Specifying pronunciation - some approaches from Charles McCathieNevile on 2003-11-24 (w3c-wai-gl@w3.org from October to December 2003)

From: Charles McCathieNevile <charles@w3.org>
Date: Mon, 24 Nov 2003 06:27:41 -0500 (EST)
To: WAI GL <w3c-wai-gl@w3.org>
Message-ID: <Pine.LNX.4.55.0311210207360.10886@homer.w3.org>

During the face to face meeting I said I would describe some approaches to
clarifying pronunciation of content. I suggested three possiblities, and here
try to explain them a little more. These are not complete examples, and each
one requires some work to be done before it might be useful.

1. Use Ruby.

As Nakane-san pointed out at the meeting, you cannot simply  use the Ruby
element to specify pronunciation. But it can be used to help, if you provide
appropriate presentation clues.

For example:

  ...Steve <ruby class="sayAs"><rb>Waugh</rb><rt>War</rt></ruby> ...

combined with a stylesheet for audio presentation - for example

@media aural {
  ruby.sayAs rb { speak: none }
  }

@media screen {
  ruby.sayAs rt { display: none }
  }

and an alternative stylesheet for people who are using screen readers that
only understand visual styling

  ruby.sayAs rb { display:none }

This will work moderately well in modern browsers. There are few
implementations of Aural CSS (not none, as commonly believed, and a
recently-released commercial product is one of them).
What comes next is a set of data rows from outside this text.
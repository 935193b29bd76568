// src/ingest/dedup.rs
//! Find-or-create resolution of normalized drafts against the store.

use anyhow::Result;

use crate::model::{Lead, LeadDraft, Scope};
use crate::store::LeadStore;

/// Match key inside one scope: phone when present, business name otherwise.
#[derive(Debug, Clone, PartialEq, Eq, Hash)]
pub enum DedupKey {
    Phone(String),
    BusinessName(String),
}

impl DedupKey {
    /// A whitespace-only phone counts as absent.
    pub fn for_draft(draft: &LeadDraft) -> Self {
        match draft.phone.as_deref().map(str::trim).filter(|p| !p.is_empty()) {
            Some(phone) => DedupKey::Phone(phone.to_string()),
            None => DedupKey::BusinessName(draft.business_name.trim().to_string()),
        }
    }

    pub fn matches(&self, lead: &Lead) -> bool {
        match self {
            DedupKey::Phone(p) => lead.phone.as_deref().map(str::trim) == Some(p.as_str()),
            DedupKey::BusinessName(n) => lead.business_name.trim() == n,
        }
    }
}

#[derive(Debug, Clone, PartialEq)]
pub struct Resolution {
    pub lead: Lead,
    pub created: bool,
}

/// Existing leads are returned as they are; re-ingestion never overwrites.
pub async fn resolve<S>(store: &S, scope: Scope, mut draft: LeadDraft) -> Result<Resolution>
where
    S: LeadStore + ?Sized,
{
    let key = DedupKey::for_draft(&draft);
    if matches!(key, DedupKey::BusinessName(_)) {
        draft.phone = None;
    }
    // Freshly ingested leads always start in the default status.
    draft.status = None;
    let (lead, created) = store.find_or_create(scope, &key, draft).await?;
    Ok(Resolution { lead, created })
}

#[cfg(test)]
mod tests {
    use super::*;
    use crate::store::MemoryStore;

    fn draft(name: &str, phone: Option<&str>) -> LeadDraft {
        LeadDraft {
            business_name: name.into(),
            phone: phone.map(str::to_string),
            ..Default::default()
        }
    }

    #[test]
    fn key_prefers_phone() {
        assert_eq!(
            DedupKey::for_draft(&draft("A", Some("+1-555-0101"))),
            DedupKey::Phone("+1-555-0101".into())
        );
        assert_eq!(
            DedupKey::for_draft(&draft("A", Some("   "))),
            DedupKey::BusinessName("A".into())
        );
        assert_eq!(DedupKey::for_draft(&draft("A", None)), DedupKey::BusinessName("A".into()));
    }

    #[tokio::test]
    async fn phone_wins_over_business_name() {
        let store = MemoryStore::in_memory();
        let s = Scope::Actor(1);
        let first = resolve(&store, s, draft("A", Some("+1-555-0101"))).await.unwrap();
        let second = resolve(&store, s, draft("B", Some("+1-555-0101"))).await.unwrap();
        assert!(first.created);
        assert!(!second.created);
        assert_eq!(second.lead.id, first.lead.id);
        assert_eq!(second.lead.business_name, "A");
    }

    #[tokio::test]
    async fn null_phone_dedups_by_name() {
        let store = MemoryStore::in_memory();
        let s = Scope::Shared;
        let a = resolve(&store, s, draft("A", None)).await.unwrap();
        let b = resolve(&store, s, draft("A", Some(" "))).await.unwrap();
        assert!(a.created);
        assert!(!b.created);
        assert_eq!(a.lead.id, b.lead.id);
    }

    #[tokio::test]
    async fn scopes_are_isolated() {
        let store = MemoryStore::in_memory();
        let x = resolve(&store, Scope::Actor(1), draft("A", Some("+1-555-0101")))
            .await
            .unwrap();
        let y = resolve(&store, Scope::Actor(2), draft("A", Some("+1-555-0101")))
            .await
            .unwrap();
        let shared = resolve(&store, Scope::Shared, draft("A", Some("+1-555-0101")))
            .await
            .unwrap();
        assert!(x.created && y.created && shared.created);
        assert_ne!(x.lead.id, y.lead.id);
        assert_ne!(y.lead.id, shared.lead.id);
    }

    #[tokio::test]
    async fn created_lead_gets_default_status_and_scope() {
        let store = MemoryStore::in_memory();
        let mut d = draft("Acme", None);
        d.status = Some("Closed - Won".into());
        let r = resolve(&store, Scope::Actor(9), d).await.unwrap();
        assert_eq!(r.lead.status, "Generated");
        assert_eq!(r.lead.scope, Scope::Actor(9));
    }
}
Common screen readers do not implement Aural CSS, and attempt to present
content according to the visual presentation (where pronunciation isn't
usually important). So the user of such a screen reader will need to know
that they should switch to the alternate stylesheet.  There are issues to
iron out with spelling - where swapping stylesheets again is important...

2. Use SSML

The Speech Synthesis Markup Language is a W3C Specification designed for
Voice applications. It includes markup explicitly for pronunciation. Using
mixed-namespace XML, this markup could be included in HTML. The XHTML+Voice
member submission at http://www.w3.org/TR/xhtml+voice/ shows one approach to
doing this (also including a lot of other elements).

(The Staff Comment on the submission --
http://www-3.ibm.com/software/pervasive/multimodal/x%2Bv/11/spec.htm -- notes
that there were problems in using the original specification in a
royalty-free manner. An updated version is available linked from that
comment, which also suggests the use of Aural CSS).

3. Annotea

The annotea work allows user-defined, machine-readable annotations to be made
on any part of a document. Because it uses Xpointer, it can annotate a word,
or even a part of one, as well as a paragraph.

Annotations are potentially unstable across editing, so this appraoch should
be used only after considering the implications.

4. As an extra thought, linking a glossary that contains pronunciation to a
particular document is something that would follow naturally from linking one
for clarity of words. One would expect it to build on SSML, and be re-usable
with annotations...

So those are some ideas. Is it worth following them up?

cheers

Chaals

Charles McCathieNevile  http://www.w3.org/People/Charles  tel: +61 409 134 136
SWAD-E http://www.w3.org/2001/sw/Europe         fax(france): +33 4 92 38 78 22
 Post:   21 Mitchell street, FOOTSCRAY Vic 3011, Australia    or
 W3C, 2004 Route des Lucioles, 06902 Sophia Antipolis Cedex, France

Received on Monday, 24 November 2003 12:12:33 UTC